Crowdie had looked on with curiosity, but he had watched Griggs’ face rather than his hands, comparing it with a picture of Samson pulling down the pillars, which rose in his memory. He came to the conclusion that the man who had painted the picture had never seen a great feat of strength.
“It looks so easy,” said Katharine. “But it must be awfully hard.”
“There’s a good story the peasants tell in Russia about Peter the Great,” said Griggs. “He was hunting. His horse lost a shoe, and he stopped at a wayside smith’s. The smith made a shoe while Peter waited. Peter took it, tried it in his hands, broke it and threw it into a corner, saying it was bad. The smith made another, and the Czar broke it again, and so on. But he could not break the tenth. The blacksmith asked a rouble for the shoe. Peter gave him one. He broke it in two and threw it into a corner, saying it was bad—and so he broke as many roubles as the Czar had broken shoes, and said that the tenth was good. Peter was so much pleased that he made the man a general—or something.”

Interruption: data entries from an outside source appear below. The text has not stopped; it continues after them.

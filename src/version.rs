//! Build information embedded by `build.rs`

use std::fmt;

/// Compile-time build metadata
#[derive(Debug, Clone, Copy)]
pub struct BuildInfo {
    pub name: &'static str,
    pub version: &'static str,
    pub git_hash: &'static str,
    pub git_branch: &'static str,
    git_dirty: &'static str,
    pub build_timestamp: &'static str,
    pub target: &'static str,
    pub host: &'static str,
    pub profile: &'static str,
    pub rustc_version: &'static str,
}

/// Metadata of the running binary
pub const BUILD: BuildInfo = BuildInfo {
    name: env!("CARGO_PKG_NAME"),
    version: env!("CARGO_PKG_VERSION"),
    git_hash: env!("TASK_SUPERVISOR_GIT_HASH"),
    git_branch: env!("TASK_SUPERVISOR_GIT_BRANCH"),
    git_dirty: env!("TASK_SUPERVISOR_GIT_DIRTY"),
    build_timestamp: env!("TASK_SUPERVISOR_BUILD_TIMESTAMP"),
    target: env!("TASK_SUPERVISOR_TARGET"),
    host: env!("TASK_SUPERVISOR_HOST"),
    profile: env!("TASK_SUPERVISOR_PROFILE"),
    rustc_version: env!("TASK_SUPERVISOR_RUSTC_VERSION"),
};

impl BuildInfo {
    pub fn is_dirty(&self) -> bool {
        self.git_dirty == "true"
    }

    /// `<version>-<hash>[-dirty]`
    pub fn full_version(&self) -> String {
        let dirty = if self.is_dirty() { "-dirty" } else { "" };
        format!("{}-{}{}", self.version, self.git_hash, dirty)
    }
}

impl fmt::Display for BuildInfo {
    fn fmt(&self, f: &mut fmt::Formatter<'_>) -> fmt::Result {
        writeln!(f, "{} {}", self.name, self.full_version())?;
        writeln!(f)?;
        writeln!(f, "  Branch:   {}", self.git_branch)?;
        writeln!(f, "  Built:    {} ({})", self.build_timestamp, self.profile)?;
        writeln!(f, "  Target:   {}", self.target)?;
        writeln!(f, "  Host:     {}", self.host)?;
        writeln!(f, "  Compiler: {}", self.rustc_version)
    }
}

/// Print build information to stdout
pub fn print_version() {
    print!("{}", BUILD);
}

“I suppose you could do that, too, couldn’t you?” asked Katharine, looking at the gaunt, grey man with a strong admiration.
“Oh, yes—I’ve done it. But it’s a strange thing, isn’t it, when you think that it’s all an illusion?”
“An illusion!” cried Wingfield, in disappointment. “What do you mean? It isn’t a trick, surely!”
“Oh, no! I don’t mean that. But all matter is an illusion, isn’t it? Nothing’s real that isn’t permanent.”
“But if matter isn’t permanent, what is?” asked Bright. “But I know—you have the most extraordinary ideas about those things.”